Negli anni Sessanta prende piede il termine Underground per definire un movimento culturale e artistico, nato nel secondo dopoguerra in risposta alla società di consumi che si andava delineando, movimento che con forza, talvolta esagerata, si oppone al mainstream, alla cultura tradizionale e ufficiale, alle mode predominanti, e decide di utilizzare strumenti di comunicazione ed espressione alternativi, insoliti e anticonvenzionali, facendo propria l’idea della controcultura, ossia di una filosofia di vita contraria all’establishment dominato dal denaro e dal successo.

È così che esplodono l’arte, l’editoria, la musica, la letteratura e il cinema underground, mossi da un senso di ribellione, di protesta, dal bisogno di volersi esprimere liberamente senza regole, al limite del buon costume e della buona educazione con una nota di trasgressività mista a chiara e fredda provocazione.

Questa cultura sotterranea risponde a un bisogno umano e sociale: è la risposta di una generazione (e di generazioni) alla ricerca di un’area di appartenenza e di un’identità allargata e condivisa in cui potersi riconoscere per sentirsi partecipi della storia.

 

 

Il Graffitismo e l’Aerosol Art di Jean-Michel Basquiat e di Keith Haring, la cultura hip-hop, il fumettismo, la Street Art di Banksy, Blue, Ericailcane, JR sono alcuni dei tasselli che compongono le infinite sfaccettature dell’arte underground; un’arte che si fonda sul principio per cui chiunque è e può essere un artista in quanto l’arte è di tutti e creata da tutti.

Questo stesso principio era stato espresso nel 1945 da Jean Dubuffet con l’Art Brut, un’arte che opera fuori dagli schemi e al di fuori di ogni tipo di istituzione culturale ed economica e che trova la sua espressione autentica nella necessità di raccontare se stessi e il mondo nella più totale libertà, ignorando i linguaggi ufficiali dell’arte e della critica.

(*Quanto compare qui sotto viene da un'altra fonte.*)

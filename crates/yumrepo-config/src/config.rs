use std::{
    env, fs,
    path::{Path, PathBuf},
    time::Duration,
};

use serde::{Deserialize, Serialize};
use tracing::debug;
use yumrepo_utils::{
    path::{home_dir, resolve_path, xdg_config_home},
    time::parse_duration,
};

use crate::error::{ConfigError, Result};

/// Environment variable pointing at an alternative configuration file.
pub const CONFIG_ENV: &str = "YUMREPO_CONFIG";

/// Environment variable overriding the home directory handed to the query tool.
pub const HOME_ENV: &str = "YUMREPO_HOME";

/// Environment variable overriding the query tool's scratch directory base.
pub const TMPDIR_ENV: &str = "YUMREPO_TMPDIR";

pub const DEFAULT_REPOQUERY_COMMAND: &str = "repoquery";

/// Application's configuration
#[derive(Clone, Debug, Default, PartialEq, Eq, Deserialize, Serialize)]
pub struct Config {
    /// Executable used to query repositories.
    /// Default: repoquery
    pub repoquery_command: Option<String>,

    /// Home directory exported to the query tool.
    /// Default: $YUMREPO_HOME, then $HOME, then the OS temp directory
    pub home: Option<String>,

    /// Base directory for the query tool's own cache.
    /// Default: $YUMREPO_TMPDIR, then <home>/.yumrepo/tmp
    pub tmpdir: Option<String>,

    /// Global timeout for repository metadata requests (e.g. "30s", "2m").
    /// Default: no timeout
    pub http_timeout: Option<String>,

    /// User agent sent with repository metadata requests.
    /// Default: yumrepo/<version>
    pub user_agent: Option<String>,

    /// Proxy used for repository metadata requests.
    pub proxy: Option<String>,
}

/// Returns the configuration file location.
///
/// `$YUMREPO_CONFIG` wins when set, otherwise `$XDG_CONFIG_HOME/yumrepo/config.toml`.
pub fn config_path() -> PathBuf {
    match non_empty_env(CONFIG_ENV) {
        Some(path) => PathBuf::from(path),
        None => xdg_config_home().join("yumrepo").join("config.toml"),
    }
}

fn non_empty_env(key: &str) -> Option<String> {
    env::var(key).ok().filter(|value| !value.trim().is_empty())
}

impl Config {
    /// Loads the configuration from [`config_path`].
    pub fn new() -> Result<Self> {
        Self::load(&config_path())
    }

    /// Loads the configuration from `path`, falling back to defaults when the
    /// file does not exist.
    pub fn load(path: &Path) -> Result<Self> {
        let content = match fs::read_to_string(path) {
            Ok(content) => content,
            Err(err) if err.kind() == std::io::ErrorKind::NotFound => {
                debug!("config file {} not found, using defaults", path.display());
                return Ok(Self::default());
            }
            Err(err) => {
                return Err(ConfigError::ReadError {
                    path: path.display().to_string(),
                    source: err,
                });
            }
        };

        let config: Config = toml::from_str(&content)?;
        debug!("loaded config from {}", path.display());
        Ok(config)
    }

    pub fn to_toml(&self) -> Result<String> {
        Ok(toml::to_string_pretty(self)?)
    }

    pub fn repoquery_command(&self) -> &str {
        self.repoquery_command
            .as_deref()
            .filter(|cmd| !cmd.trim().is_empty())
            .unwrap_or(DEFAULT_REPOQUERY_COMMAND)
    }

    /// Home directory for the query tool.
    pub fn query_home(&self) -> Result<PathBuf> {
        if let Some(home) = non_empty_env(HOME_ENV) {
            return Ok(resolve_path(&home)?);
        }
        match self.home.as_deref().filter(|h| !h.trim().is_empty()) {
            Some(home) => Ok(resolve_path(home)?),
            None => Ok(home_dir()),
        }
    }

    /// Base scratch directory for the query tool; each repository gets its
    /// own subdirectory below it.
    pub fn query_tmpdir(&self) -> Result<PathBuf> {
        if let Some(tmpdir) = non_empty_env(TMPDIR_ENV) {
            return Ok(resolve_path(&tmpdir)?);
        }
        match self.tmpdir.as_deref().filter(|t| !t.trim().is_empty()) {
            Some(tmpdir) => Ok(resolve_path(tmpdir)?),
            None => Ok(self.query_home()?.join(".yumrepo").join("tmp")),
        }
    }

    pub fn http_timeout(&self) -> Result<Option<Duration>> {
        match self.http_timeout.as_deref() {
            Some(value) => Ok(Some(parse_duration(value)?)),
            None => Ok(None),
        }
    }

    pub fn user_agent(&self) -> String {
        self.user_agent
            .clone()
            .unwrap_or_else(|| format!("yumrepo/{}", env!("CARGO_PKG_VERSION")))
    }
}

Dubuffet era attratto dall’arte dei bambini, degli alienati e di tutti coloro il cui istinto creativo non era imbrogliato dalle norme della ragione. Guardava infatti tanto alla pittura infantile e primitiva di Paul Klee, quanto al pensiero antirazionalista di Jean Jacques Rousseau e al mondo dell’inconscio portato a galla dai surrealisti.

«Non soltanto ci rifiutiamo di portare rispetto unicamente all’arte culturale e a considerare inferiori le opere che sono presentate in questa mostra, perché anzi noi riteniamo che queste ultime, frutto della solitudine e di un puro e autentico impulso creativo (ove non interferiscano aneliti di competizione, di applauso e di promozione sociale), sono più preziose di ciò che producono gli artisti professionisti» scrisse Dubuffet in merito alla mostra che nel 1967 organizzò a Parigi al Musée des Arts Décoratifs.

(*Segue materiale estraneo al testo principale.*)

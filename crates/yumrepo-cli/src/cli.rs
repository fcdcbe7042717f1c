use chrono::{DateTime, Utc};
use clap::{ArgAction, Args as ClapArgs, Parser, Subcommand, ValueHint};
use yumrepo_core::{
    constants::{PACKAGE_SPEC, PASSWORD, REPO_URL, USERNAME},
    types::MaterialProperties,
};

#[derive(Parser)]
#[command(
    author,
    version,
    about,
    help_template = "{before-help}{name} {version}
{author-with-newline}{about-with-newline}
{usage-heading} {usage}

{all-args}{after-help}",
    arg_required_else_help = true
)]
pub struct Args {
    /// Set output verbosity
    #[arg(short = 'v', long, action = ArgAction::Count, global = true)]
    pub verbose: u8,

    /// Suppress outputs
    #[arg(short, long, global = true)]
    pub quiet: bool,

    /// Output as json
    #[arg(short, long, global = true)]
    pub json: bool,

    /// Disable colors in output
    #[arg(long, global = true)]
    pub no_color: bool,

    /// Provide custom config file
    #[arg(short, long, global = true, value_hint = ValueHint::FilePath)]
    pub config: Option<String>,

    /// Set proxy
    #[arg(required = false, long, short = 'P', global = true)]
    pub proxy: Option<String>,

    /// Set user agent
    #[arg(required = false, long, short = 'A', global = true)]
    pub user_agent: Option<String>,

    #[clap(subcommand)]
    pub command: Commands,
}

#[derive(ClapArgs, Debug, Clone)]
pub struct RepoArgs {
    /// Repository base URL (file://, http:// or https://)
    #[arg(long, value_hint = ValueHint::Url)]
    pub url: Option<String>,

    /// Repository username
    #[arg(long)]
    pub username: Option<String>,

    /// Repository password
    #[arg(long)]
    pub password: Option<String>,
}

impl RepoArgs {
    pub fn properties(&self) -> MaterialProperties {
        let mut properties = MaterialProperties::new();
        if let Some(url) = &self.url {
            properties.insert(REPO_URL, Some(url.clone()));
        }
        if let Some(username) = &self.username {
            properties.insert(USERNAME, Some(username.clone()));
        }
        if let Some(password) = &self.password {
            properties.insert(PASSWORD, Some(password.clone()));
        }
        properties
    }
}

#[derive(ClapArgs, Debug, Clone)]
pub struct PackageArgs {
    /// Package name glob, e.g. 'go-agent' or 'go-*'
    #[arg(long)]
    pub spec: Option<String>,
}

impl PackageArgs {
    pub fn properties(&self) -> MaterialProperties {
        let mut properties = MaterialProperties::new();
        if let Some(spec) = &self.spec {
            properties.insert(PACKAGE_SPEC, Some(spec.clone()));
        }
        properties
    }
}

#[derive(Subcommand)]
pub enum Commands {
    /// Validate a repository configuration
    #[clap(name = "validate-repo")]
    ValidateRepo {
        #[command(flatten)]
        repo: RepoArgs,

        /// Extra configuration entry, may be repeated
        #[arg(long = "set", value_name = "KEY=VALUE", value_parser = parse_key_value)]
        set: Vec<(String, String)>,
    },

    /// Validate a package configuration
    #[clap(name = "validate-package")]
    ValidatePackage {
        #[command(flatten)]
        package: PackageArgs,

        /// Extra configuration entry, may be repeated
        #[arg(long = "set", value_name = "KEY=VALUE", value_parser = parse_key_value)]
        set: Vec<(String, String)>,
    },

    /// Check that the repository metadata can be reached
    #[clap(name = "check-repo")]
    CheckRepo {
        #[command(flatten)]
        repo: RepoArgs,
    },

    /// Check that exactly one package matches the package spec
    #[clap(name = "check-package")]
    CheckPackage {
        #[command(flatten)]
        repo: RepoArgs,

        #[command(flatten)]
        package: PackageArgs,
    },

    /// Print the latest revision of a package
    #[clap(name = "latest")]
    Latest {
        #[command(flatten)]
        repo: RepoArgs,

        #[command(flatten)]
        package: PackageArgs,
    },

    /// Print the latest revision if it differs from a known one
    #[clap(name = "latest-since")]
    LatestSince {
        #[command(flatten)]
        repo: RepoArgs,

        #[command(flatten)]
        package: PackageArgs,

        /// Previously seen revision, e.g. go-agent-13.1.1-16714.noarch
        #[arg(long)]
        revision: String,

        /// Timestamp of the previous revision (RFC 3339)
        #[arg(long, value_parser = parse_timestamp)]
        timestamp: Option<DateTime<Utc>>,
    },

    /// Print the effective configuration
    Config,
}

pub fn parse_key_value(input: &str) -> Result<(String, String), String> {
    match input.split_once('=') {
        Some((key, value)) if !key.trim().is_empty() => {
            Ok((key.trim().to_string(), value.to_string()))
        }
        _ => Err(format!("expected KEY=VALUE, got '{input}'")),
    }
}

fn parse_timestamp(input: &str) -> Result<DateTime<Utc>, String> {
    DateTime::parse_from_rfc3339(input)
        .map(|dt| dt.with_timezone(&Utc))
        .map_err(|err| format!("invalid timestamp '{input}': {err}"))
}

/// Adds raw `--set` entries on top of `properties`.
pub fn with_extra(
    mut properties: MaterialProperties,
    extra: Vec<(String, String)>,
) -> MaterialProperties {
    for (key, value) in extra {
        properties.insert(key, Some(value));
    }
    properties
}

#[cfg(test)]
mod tests {
    use clap::CommandFactory;

    use super::*;

    #[test]
    fn test_cli_definition() {
        Args::command().debug_assert();
    }

    #[test]
    fn test_parse_key_value() {
        assert_eq!(
            parse_key_value("RANDOM=value").unwrap(),
            ("RANDOM".to_string(), "value".to_string())
        );
        assert_eq!(
            parse_key_value("EMPTY=").unwrap(),
            ("EMPTY".to_string(), String::new())
        );
        assert!(parse_key_value("novalue").is_err());
        assert!(parse_key_value("=value").is_err());
    }

    #[test]
    fn test_repo_properties_skip_unset_options() {
        let args = Args::parse_from([
            "yumrepo",
            "validate-repo",
            "--url",
            "http://localhost/repo",
            "--set",
            "RANDOM=1",
        ]);
        let Commands::ValidateRepo { repo, set } = args.command else {
            panic!("expected validate-repo");
        };

        let properties = with_extra(repo.properties(), set);
        assert_eq!(properties.value(REPO_URL), Some("http://localhost/repo"));
        assert!(!properties.contains_key(USERNAME));
        assert_eq!(properties.value("RANDOM"), Some("1"));
    }

    #[test]
    fn test_latest_since_timestamp() {
        let args = Args::parse_from([
            "yumrepo",
            "latest-since",
            "--url",
            "file:///srv/repo",
            "--spec",
            "go-agent",
            "--revision",
            "go-agent-13.1.1-16714.noarch",
            "--timestamp",
            "2013-04-04T11:14:18+05:30",
        ]);
        let Commands::LatestSince { timestamp, .. } = args.command else {
            panic!("expected latest-since");
        };
        assert_eq!(
            timestamp.map(|t| t.to_rfc3339()),
            Some("2013-04-04T05:44:18+00:00".to_string())
        );
    }
}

Vennero esposte numerose opere di circa 135 “artisti” di Art Brut, “artisti” che erano malati di mente, vecchi, proletari, eremiti, pittori autodidatti che usavano metodi anticonvenzionali e lontani dal mondo accademico per creare quadri, sculture e composizioni.

 

Jean Dubuffet, Theatre De Memoire, 1977

 

 

L’Art Brut e Jean Dubuffet diedero in tal modo inizio non solo a un nuovo modo di fare e concepire l’arte, ma contribuirono ad aprire la strada all’arte terapia, un interessante e delicato strumento non verbale grazie a cui si può esprimere il proprio mondo interiore.

Questa tecnica ha due distinti pubblici a cui riferirsi: uno più generico in cui chiunque, dal pittore autodidatta all’appassionato d’arte, dalla casalinga al manager può rientrare; questo target durante il laboratorio viene chiamato a esprimersi in totale libertà, a elaborare creativamente le proprie emozioni con l’ulteriore scopo di eliminare ansia, stress e conflitti.

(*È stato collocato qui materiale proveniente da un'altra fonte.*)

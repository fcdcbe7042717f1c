pub mod error;
pub mod fs;
pub mod hash;
pub mod path;
pub mod time;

L’altro pubblico, invece, ben più complesso e fragile, è quello dei servizi psichiatrici e per le disabilità, delle strutture per l’adolescenza, dei centri di riabilitazione, degli istituti penitenziari e dei centri diurni di ricovero per anziani. Un esempio a tal proposito è l’Atelier di pittura dell’Ospedale Psichiatrico Giudiziario di Castiglione delle Stiviere, nato nel 1990 sotto la guida artistica di Silvana Crescini. I pazienti, ognuno col proprio tempo e spazio, dipingono tele, scrivono poche righe sull’opera, provando e successivamente imparando a esprimersi secondo il linguaggio non verbale dell’arte e a far emergere il proprio mondo interiore, i propri sentimenti e i propri pensieri.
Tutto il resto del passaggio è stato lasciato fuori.